Velie affirmed, Language “is a way of categorizing experience, and the study of categories gives insight into the way that people give structure to the world” (Kidwell & Velie, p. 83). The role of language therefore, in the process of understanding Native world views is that it provides necessary medium by which people can study and learn the context of the particular world view and also the existing social behavior in which those views had been formed. As Jennings noted, that a world view is “the filter through which one looks at and interprets the world…” (Jennings, p.

25). By this, a world view expressed in a foreign language could only be meaningful to the people that speak that language, but outside that language, it may not be comprehensible. Clare Mar-Molinero stated, “Not only does language have an instrumental role as means of communication, it also has an extremely important symbolic role as marker of identity” (Mar-Molinero, p. 3). Understanding languages therefore plays an important role in understanding the Native American World views.

It may be relatively easy for any particular groups that have their own language and culture to form their own world views, but without understanding their language; it would be difficult to understand them. However, given the fact, that we are profoundly linked by language, there is no reason that we cannot understand the Native American world views and learn from them for us to understand their cultures and to respect them. How can we translate one worldview into another for understanding and respecting diverse cultures on earth?

Exploring and examining other cultures can help us create a greater understanding and respect for the diversity of humanity. One way to we can translate one worldview into another for understanding and respecting diverse culture on earth is first to learn of the culture by which these world views are grounded. Learning the language is the first step towards understanding diverse culture. Interaction among diverse cultures can help foster essential relationships that can produce an understanding and respect for other cultures.

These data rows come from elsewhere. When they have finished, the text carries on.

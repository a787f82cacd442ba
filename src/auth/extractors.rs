use axum::{async_trait, extract::FromRequestParts, http::request::Parts};
use uuid::Uuid;

use crate::error::AppError;

/// Identity injected by [`require_auth`](super::middleware::require_auth).
/// Outside the gate there is nothing to read and extraction fails with 401.
#[derive(Debug, Clone, Copy, PartialEq, Eq)]
pub struct AuthUser(pub Uuid);

#[async_trait]
impl<S> FromRequestParts<S> for AuthUser
where
    S: Send + Sync,
{
    type Rejection = AppError;

    async fn from_request_parts(parts: &mut Parts, _state: &S) -> Result<Self, Self::Rejection> {
        parts
            .extensions
            .get::<AuthUser>()
            .copied()
            .ok_or_else(|| AppError::unauthorized("Unauthorized: Invalid User Session"))
    }
}
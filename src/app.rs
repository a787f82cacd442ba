use std::{net::SocketAddr, time::Duration};

use axum::{
    body::Body,
    http::{Request, Response},
    middleware::from_fn_with_state,
    routing::get,
    Router,
};
use tower_http::{cors::CorsLayer, trace::TraceLayer};
use tracing::Span;

use crate::auth::middleware::require_auth;
use crate::envelope::Envelope;
use crate::state::AppState;
use crate::{auth, categories, tasks};

pub fn build_app(state: AppState) -> Router {
    let protected = Router::new()
        .merge(auth::protected_router())
        .merge(tasks::router())
        .merge(categories::router())
        .route_layer(from_fn_with_state(state.clone(), require_auth));

    Router::new()
        .nest(
            "/api",
            Router::new()
                .merge(auth::public_router())
                .route("/health", get(|| async { Envelope::message("OK") }))
                .merge(protected),
        )
        .with_state(state)
        .layer(CorsLayer::permissive())
        .layer(
            TraceLayer::new_for_http()
                .make_span_with(request_span)
                .on_response(log_response),
        )
}

fn request_span(req: &Request<Body>) -> Span {
    let method = req.method().clone();
    let uri = req.uri().clone();
    tracing::info_span!(
        "http_request",
        %method,
        uri = %uri,
        status = tracing::field::Empty
    )
}

fn log_response(res: &Response<Body>, _latency: Duration, span: &Span) {
    let status = res.status();
    span.record("status", tracing::field::display(status));
    if status.is_server_error() {
        tracing::error!(%status, "response");
    } else {
        tracing::info!(%status, "response");
    }
}

pub async fn serve(app: Router) -> anyhow::Result<()> {
    let port = std::env::var("APP_PORT")
        .or_else(|_| std::env::var("PORT"))
        .unwrap_or_else(|_| "8080".into());
    let addr: SocketAddr = format!(
        "{}:{}",
        std::env::var("APP_HOST").unwrap_or_else(|_| "0.0.0.0".into()),
        port
    )
    .parse()?;

    tracing::info!("listening on {}", addr);
    let listener = tokio::net::TcpListener::bind(addr).await?;
    axum::serve(listener, app).await?;
    Ok(())
}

Joel Macht described the American nation as “one of history’s first universal or world nations—people are a microcosm of humanity with biological, cultural, and social ties to all other parts of the earth” (p. 128). This becomes the reason why there is a need to translate one world view into another so that differences and cultural distinctions should not hinder the premise of equality. Developing an understanding of culture is critical in promoting an understanding of others and an ability to relate cooperatively with them.

Therefore, in order for us to translate one world view to another, it is important that we recognized our cultural diversity and participate in sharing of cultural knowledge. Without understanding of the importance of diversity of culture in human life and openness to cooperative sharing of knowledge it may be impossible to translate one world to into another. In this case the role of language, especially one’s mother tongue is important in cultural understanding which is essential in understanding world view and in translating it to another.

Work Cited Bacon, Leslie Jean Life Lines USA: Oxford University Press, 1996. Christenson, Allen J. Popol Vuh: The Sacred Book of the Maya. USA: University of Oklahoma Press, 2007. Kidwell, Clara Sue & Velie, Alan R. Native American Studies Malta: U of Nebraska Press, 2005. Laderman, gary & Leon, Luis D. Religion and American Cultures USA: ABC-CLIO, 2003 Macht, Joel Special Education’s Failed System USA: Greenwood Publishing Group, 1998. Mar-Molinero, C. The Politics of Language in the Spanish-Speaking World London: Routledge, 2000.